══ Study material
pub const APPLICATION_TITLE: &str = "Screenshot Text Extractor";
pub const APPLICATION_DIR_NAME: &str = "screen-text-extractor";
pub const SETTINGS_FILE_NAME: &str = "settings.json";

pub const LOG_TAG_APP: &str = "[APP]";
pub const LOG_TAG_CAPTURE: &str = "[CAPTURE]";
pub const LOG_TAG_PREPROCESS: &str = "[PREPROCESS]";
pub const LOG_TAG_ENGINE_LOCATOR: &str = "[ENGINE_LOCATOR]";
pub const LOG_TAG_TESSERACT: &str = "[TESSERACT_OCR]";
pub const LOG_TAG_CLIPBOARD: &str = "[CLIPBOARD]";
pub const LOG_TAG_SELECTION: &str = "[SELECTION]";

pub const ENGINE_PATH_ENV_VAR: &str = "SCREEN_TEXT_EXTRACTOR_TESSERACT";
pub const BUNDLED_ENGINE_DIR_NAME: &str = "Tesseract-OCR";

#[cfg(target_os = "windows")]
pub const ENGINE_EXECUTABLE_NAME: &str = "tesseract.exe";
#[cfg(not(target_os = "windows"))]
pub const ENGINE_EXECUTABLE_NAME: &str = "tesseract";

#[cfg(target_os = "windows")]
pub const SYSTEM_ENGINE_DIRS: &[&str] = &[
    r"C:\Program Files\Tesseract-OCR",
    r"C:\Program Files (x86)\Tesseract-OCR",
];
#[cfg(not(target_os = "windows"))]
pub const SYSTEM_ENGINE_DIRS: &[&str] = &[
    "/usr/bin",
    "/usr/local/bin",
    "/opt/homebrew/bin",
    "/opt/local/bin",
];

pub const DEFAULT_OCR_LANGUAGE: &str = "eng";
pub const DEFAULT_OCR_ENGINE_MODE: u8 = 3;
pub const DEFAULT_PAGE_SEGMENTATION_MODE: u8 = 6;

pub const DEFAULT_THRESHOLD: u8 = 150;
pub const DEFAULT_UPSCALE_FACTOR: u32 = 2;
pub const MAX_UPSCALE_FACTOR: u32 = 8;
pub const DEFAULT_AUTO_CONTRAST_CUTOFF_PERCENT: f32 = 10.0;
pub const DEFAULT_MIN_SELECTION_SIZE: u32 = 5;
pub const DEFAULT_CAPTURE_DELAY_MS: u64 = 200;

pub const STATUS_READY: &str = "Ready.";
pub const STATUS_SELECTING: &str = "Click and drag to select region. Press Esc to cancel.";
pub const STATUS_SELECTION_CANCELLED: &str = "Selection cancelled.";
pub const STATUS_SELECTION_TOO_SMALL: &str = "Selection too small, please try again.";
pub const STATUS_CAPTURING: &str = "Capturing region...";
pub const STATUS_PROCESSING: &str = "Processing image...";
pub const STATUS_RECOGNIZING: &str = "Performing OCR...";
pub const STATUS_TEXT_COPIED: &str = "Text extracted and copied to clipboard.";
pub const STATUS_NO_TEXT: &str = "OCR finished, but no text detected.";
pub const STATUS_CLIPBOARD_FAILED: &str = "Text extracted (clipboard error).";
pub const STATUS_ABORTED: &str = "OCR aborted.";

pub const OVERLAY_BACKGROUND_RGBA: (f32, f32, f32, f32) = (0.3, 0.3, 0.3, 0.35);
pub const SELECTION_OUTLINE_RGB: (f32, f32, f32) = (1.0, 0.0, 0.0);
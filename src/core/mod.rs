pub mod errors;
pub mod interfaces;
pub mod models;
pub mod orchestrators;
pub mod services;
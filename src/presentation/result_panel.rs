use iced::widget::{container, text_editor};
use iced::{Background, Border, Color, Element, Length};

use crate::core::interfaces::ports::TextPanel;

/// Read-only, selectable view of the most recent extraction.
pub struct ResultPanel {
    content: text_editor::Content,
    current_text: String,
}

impl ResultPanel {
    pub fn build() -> Self {
        Self {
            content: text_editor::Content::new(),
            current_text: String::new(),
        }
    }

    pub fn current_text(&self) -> &str {
        &self.current_text
    }

    /// Applies cursor movement and selection; edits are dropped.
    pub fn perform(&mut self, action: text_editor::Action) {
        if action.is_edit() {
            log::debug!("[RESULT_PANEL] ignoring edit on read-only panel");
            return;
        }
        self.content.perform(action);
    }

    pub fn render_ui<'a, Message: Clone + 'a>(
        &'a self,
        on_action: impl Fn(text_editor::Action) -> Message + 'a,
    ) -> Element<'a, Message> {
        let editor = text_editor(&self.content)
            .placeholder("Extracted text will appear here...")
            .on_action(on_action)
            .size(15)
            .padding(12)
            .height(Length::Fill);

        container(editor)
            .width(Length::Fill)
            .height(Length::Fill)
            .style(|_theme| container::Style {
                background: Some(Background::Color(Color::from_rgba(0.0, 0.0, 0.0, 0.15))),
                border: Border {
                    color: Color::from_rgba(0.5, 0.5, 0.5, 0.3),
                    width: 1.0,
                    radius: 8.0.into(),
                },
                ..Default::default()
            })
            .into()
    }
}

impl TextPanel for ResultPanel {
    fn replace_text(&mut self, text: &str) {
        self.content = text_editor::Content::with_text(text);
        self.current_text = text.to_string();
    }
}
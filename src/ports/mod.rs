mod mouse_position_provider;
mod xcap_screen_capturer;

pub use mouse_position_provider::SystemMousePositionProvider;
pub use xcap_screen_capturer::XcapScreenCapturer;
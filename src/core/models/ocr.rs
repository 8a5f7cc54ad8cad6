use std::fmt;
use std::path::{Path, PathBuf};

/// Where a resolved OCR engine binary was found.
#[derive(Debug, Clone, Copy, PartialEq, Eq)]
pub enum EngineSource {
    Configured,
    Environment,
    Bundled,
    SearchPath,
    SystemDefault,
}

impl fmt::Display for EngineSource {
    fn fmt(&self, f: &mut fmt::Formatter<'_>) -> fmt::Result {
        match self {
            EngineSource::Configured => write!(f, "configured path"),
            EngineSource::Environment => write!(f, "environment override"),
            EngineSource::Bundled => write!(f, "bundled"),
            EngineSource::SearchPath => write!(f, "system PATH"),
            EngineSource::SystemDefault => write!(f, "system install location"),
        }
    }
}

/// A validated path to an executable OCR engine.
#[derive(Debug, Clone, PartialEq, Eq)]
pub struct OcrEngineHandle {
    executable: PathBuf,
    source: EngineSource,
}

impl OcrEngineHandle {
    pub fn new(executable: PathBuf, source: EngineSource) -> Self {
        Self { executable, source }
    }

    pub fn executable(&self) -> &Path {
        &self.executable
    }

    pub fn source(&self) -> EngineSource {
        self.source
    }
}

/// Text recognized in one run. Empty text is a valid result.
#[derive(Debug, Clone, Default, PartialEq, Eq)]
pub struct ExtractionResult {
    pub text: String,
}

impl ExtractionResult {
    /// Strips the surrounding whitespace engines emit while keeping
    /// internal line breaks.
    pub fn from_engine_output(raw_output: &str) -> Self {
        Self {
            text: raw_output.trim().to_string(),
        }
    }

    pub fn is_empty(&self) -> bool {
        self.text.is_empty()
    }
}
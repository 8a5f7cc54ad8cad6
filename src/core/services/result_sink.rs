use std::sync::Arc;

use crate::core::errors::ClipboardWriteError;
use crate::core::interfaces::ports::{ClipboardWriter, TextPanel};
use crate::core::models::ExtractionResult;
use crate::global_constants::{
    LOG_TAG_CLIPBOARD, STATUS_CLIPBOARD_FAILED, STATUS_NO_TEXT, STATUS_TEXT_COPIED,
};

#[derive(Debug, Clone, PartialEq)]
pub enum DeliveryOutcome {
    Copied,
    CopiedEmpty,
    ClipboardFailed(ClipboardWriteError),
}

impl DeliveryOutcome {
    pub fn status_text(&self) -> &'static str {
        match self {
            DeliveryOutcome::Copied => STATUS_TEXT_COPIED,
            DeliveryOutcome::CopiedEmpty => STATUS_NO_TEXT,
            DeliveryOutcome::ClipboardFailed(_) => STATUS_CLIPBOARD_FAILED,
        }
    }
}

/// Puts a finished result in the panel and on the clipboard.
pub struct ResultSink {
    clipboard: Arc<dyn ClipboardWriter>,
}

impl ResultSink {
    pub fn new(clipboard: Arc<dyn ClipboardWriter>) -> Self {
        Self { clipboard }
    }

    /// The panel is always updated first; a clipboard failure is reported
    /// but never undoes it.
    pub fn deliver(&self, result: &ExtractionResult, panel: &mut dyn TextPanel) -> DeliveryOutcome {
        panel.replace_text(&result.text);

        match self.clipboard.write_text(&result.text) {
            Ok(()) if result.is_empty() => {
                log::info!("{} clipboard cleared, no text detected", LOG_TAG_CLIPBOARD);
                DeliveryOutcome::CopiedEmpty
            }
            Ok(()) => {
                log::info!(
                    "{} copied {} characters to clipboard",
                    LOG_TAG_CLIPBOARD,
                    result.text.chars().count()
                );
                DeliveryOutcome::Copied
            }
            Err(error) => {
                log::warn!("{} {}", LOG_TAG_CLIPBOARD, error);
                DeliveryOutcome::ClipboardFailed(error)
            }
        }
    }
}

#[cfg(test)]
pub(crate) mod test_support {
    use std::sync::Mutex;

    use super::*;

    #[derive(Default)]
    pub struct RecordingClipboard {
        pub writes: Mutex<Vec<String>>,
        pub fail_with: Option<String>,
    }

    impl ClipboardWriter for RecordingClipboard {
        fn write_text(&self, text: &str) -> Result<(), ClipboardWriteError> {
            if let Some(reason) = &self.fail_with {
                return Err(ClipboardWriteError(reason.clone()));
            }
            self.writes.lock().unwrap().push(text.to_string());
            Ok(())
        }
    }

    #[derive(Default)]
    pub struct RecordingPanel {
        pub text: String,
        pub replacements: usize,
    }

    impl TextPanel for RecordingPanel {
        fn replace_text(&mut self, text: &str) {
            self.text = text.to_string();
            self.replacements += 1;
        }
    }
}
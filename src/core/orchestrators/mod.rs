pub mod app_orchestrator;
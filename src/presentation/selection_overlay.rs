use std::cell::Cell;

use iced::mouse;
use iced::widget::{canvas, container, stack, text};
use iced::{Alignment, Background, Border, Color, Element, Length, Point, Rectangle, Shadow, Size, Vector};

use crate::core::models::{CaptureTarget, DisplayGeometry, ScreenRegion};
use crate::global_constants::{
    LOG_TAG_SELECTION, OVERLAY_BACKGROUND_RGBA, SELECTION_OUTLINE_RGB, STATUS_SELECTING,
};

/// Full-display translucent surface the user drags a rectangle on.
pub struct SelectionOverlay {
    display: DisplayGeometry,
    min_selection_size: u32,
    drag_start: Option<Point>,
    drag_current: Option<Point>,
    is_dragging: bool,
    surface_size: Cell<Size>,
}

#[derive(Debug, Clone)]
pub enum SelectionMessage {
    MousePressed(Point),
    MouseMoved(Point),
    MouseReleased,
    CancelRequested,
}

#[derive(Debug, Clone, Copy, PartialEq, Eq)]
pub enum CancelReason {
    UserCancelled,
    TooSmall,
}

#[derive(Debug, Clone, Copy, PartialEq)]
pub enum SelectionOutcome {
    Selected(CaptureTarget),
    Cancelled(CancelReason),
}

impl SelectionOverlay {
    pub fn build(display: DisplayGeometry, min_selection_size: u32) -> Self {
        log::debug!(
            "{} building overlay for display {:?}",
            LOG_TAG_SELECTION,
            display
        );
        Self {
            display,
            min_selection_size,
            drag_start: None,
            drag_current: None,
            is_dragging: false,
            surface_size: Cell::new(Size::new(
                display.logical_width as f32,
                display.logical_height as f32,
            )),
        }
    }

    /// Feeds one interaction into the drag state. Returns the outcome once the
    /// selection is finished, either by release or by cancellation.
    pub fn update(&mut self, message: SelectionMessage) -> Option<SelectionOutcome> {
        match message {
            SelectionMessage::MousePressed(point) => {
                self.drag_start = Some(point);
                self.drag_current = Some(point);
                self.is_dragging = true;
                None
            }
            SelectionMessage::MouseMoved(point) => {
                if self.is_dragging {
                    self.drag_current = Some(point);
                }
                None
            }
            SelectionMessage::MouseReleased => {
                if !self.is_dragging {
                    return None;
                }
                self.is_dragging = false;
                Some(self.finish())
            }
            SelectionMessage::CancelRequested => {
                log::info!("{} selection cancelled by user", LOG_TAG_SELECTION);
                self.drag_start = None;
                self.drag_current = None;
                self.is_dragging = false;
                Some(SelectionOutcome::Cancelled(CancelReason::UserCancelled))
            }
        }
    }

    fn finish(&self) -> SelectionOutcome {
        let (Some(start), Some(end)) = (self.drag_start, self.drag_current) else {
            return SelectionOutcome::Cancelled(CancelReason::UserCancelled);
        };

        let surface = self.surface_size.get();
        let first = self
            .display
            .surface_point_to_local_pixels(start.x, start.y, surface.width, surface.height);
        let second = self
            .display
            .surface_point_to_local_pixels(end.x, end.y, surface.width, surface.height);

        match ScreenRegion::from_corners(first, second) {
            Some(region) if region.is_at_least(self.min_selection_size) => {
                log::info!(
                    "{} selected region {:?} on display at ({}, {})",
                    LOG_TAG_SELECTION,
                    region,
                    self.display.x,
                    self.display.y
                );
                SelectionOutcome::Selected(CaptureTarget::new(self.display, region))
            }
            _ => {
                log::info!(
                    "{} selection {:?} -> {:?} below {} px",
                    LOG_TAG_SELECTION,
                    first,
                    second,
                    self.min_selection_size
                );
                SelectionOutcome::Cancelled(CancelReason::TooSmall)
            }
        }
    }

    fn selection_rectangle(&self) -> Option<(Point, Size)> {
        match (self.drag_start, self.drag_current) {
            (Some(start), Some(current)) => {
                let x = start.x.min(current.x);
                let y = start.y.min(current.y);
                let width = (start.x - current.x).abs();
                let height = (start.y - current.y).abs();
                Some((Point::new(x, y), Size::new(width, height)))
            }
            _ => None,
        }
    }

    pub fn render_ui(&self) -> Element<'_, SelectionMessage> {
        let overlay_canvas = canvas(self).width(Length::Fill).height(Length::Fill);

        let mut layers: Vec<Element<'_, SelectionMessage>> = vec![overlay_canvas.into()];

        if !self.is_dragging {
            let hint_banner = container(text(STATUS_SELECTING).size(16).style(|_theme| {
                text::Style {
                    color: Some(Color::WHITE),
                }
            }))
            .padding([12, 24])
            .style(|_theme| container::Style {
                background: Some(Background::Color(Color::from_rgba(0.1, 0.1, 0.1, 0.85))),
                border: Border {
                    color: Color::from_rgba(1.0, 0.3, 0.3, 0.8),
                    width: 1.0,
                    radius: 8.0.into(),
                },
                shadow: Shadow {
                    color: Color::from_rgba(0.0, 0.0, 0.0, 0.6),
                    offset: Vector::new(0.0, 4.0),
                    blur_radius: 12.0,
                },
                text_color: None,
                snap: false,
            });

            let hint_positioned = container(hint_banner)
                .width(Length::Fill)
                .padding(iced::Padding {
                    top: 40.0,
                    right: 0.0,
                    bottom: 0.0,
                    left: 0.0,
                })
                .align_x(Alignment::Center);

            layers.push(hint_positioned.into());
        }

        container(stack(layers))
            .width(Length::Fill)
            .height(Length::Fill)
            .into()
    }
}

impl canvas::Program<SelectionMessage> for SelectionOverlay {
    type State = ();

    fn update(
        &self,
        _state: &mut Self::State,
        event: &iced::Event,
        bounds: Rectangle,
        cursor: mouse::Cursor,
    ) -> Option<canvas::Action<SelectionMessage>> {
        self.surface_size.set(bounds.size());

        match event {
            iced::Event::Mouse(mouse_event) => match mouse_event {
                mouse::Event::ButtonPressed(mouse::Button::Left) => cursor
                    .position_in(bounds)
                    .map(|position| canvas::Action::publish(SelectionMessage::MousePressed(position))),
                mouse::Event::CursorMoved { .. } if self.is_dragging => cursor
                    .position_in(bounds)
                    .map(|position| canvas::Action::publish(SelectionMessage::MouseMoved(position))),
                mouse::Event::ButtonReleased(mouse::Button::Left) => {
                    Some(canvas::Action::publish(SelectionMessage::MouseReleased))
                }
                mouse::Event::ButtonPressed(mouse::Button::Right) => {
                    Some(canvas::Action::publish(SelectionMessage::CancelRequested))
                }
                _ => None,
            },
            iced::Event::Keyboard(iced::keyboard::Event::KeyPressed {
                key: iced::keyboard::Key::Named(iced::keyboard::key::Named::Escape),
                ..
            }) => Some(canvas::Action::publish(SelectionMessage::CancelRequested)),
            _ => None,
        }
    }

    fn draw(
        &self,
        _state: &Self::State,
        renderer: &iced::Renderer,
        _theme: &iced::Theme,
        bounds: Rectangle,
        _cursor: mouse::Cursor,
    ) -> Vec<canvas::Geometry<iced::Renderer>> {
        self.surface_size.set(bounds.size());

        let mut frame = canvas::Frame::new(renderer, bounds.size());
        let (r, g, b, a) = OVERLAY_BACKGROUND_RGBA;
        let overlay_color = Color::from_rgba(r, g, b, a);

        match self.selection_rectangle() {
            Some((top_left, size)) => {
                frame.fill_rectangle(
                    Point::ORIGIN,
                    Size::new(bounds.width, top_left.y),
                    overlay_color,
                );
                frame.fill_rectangle(
                    Point::new(0.0, top_left.y + size.height),
                    Size::new(bounds.width, bounds.height - (top_left.y + size.height)),
                    overlay_color,
                );
                frame.fill_rectangle(
                    Point::new(0.0, top_left.y),
                    Size::new(top_left.x, size.height),
                    overlay_color,
                );
                frame.fill_rectangle(
                    Point::new(top_left.x + size.width, top_left.y),
                    Size::new(bounds.width - (top_left.x + size.width), size.height),
                    overlay_color,
                );

                let (r, g, b) = SELECTION_OUTLINE_RGB;
                frame.stroke(
                    &canvas::Path::rectangle(top_left, size),
                    canvas::Stroke::default()
                        .with_color(Color::from_rgb(r, g, b))
                        .with_width(2.0),
                );
            }
            None => {
                frame.fill_rectangle(Point::ORIGIN, bounds.size(), overlay_color);
            }
        }

        vec![frame.into_geometry()]
    }

    fn mouse_interaction(
        &self,
        _state: &Self::State,
        _bounds: Rectangle,
        _cursor: mouse::Cursor,
    ) -> mouse::Interaction {
        mouse::Interaction::Crosshair
    }
}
════
Provide only the number of lines within the material that contain the string "orchestrators".

2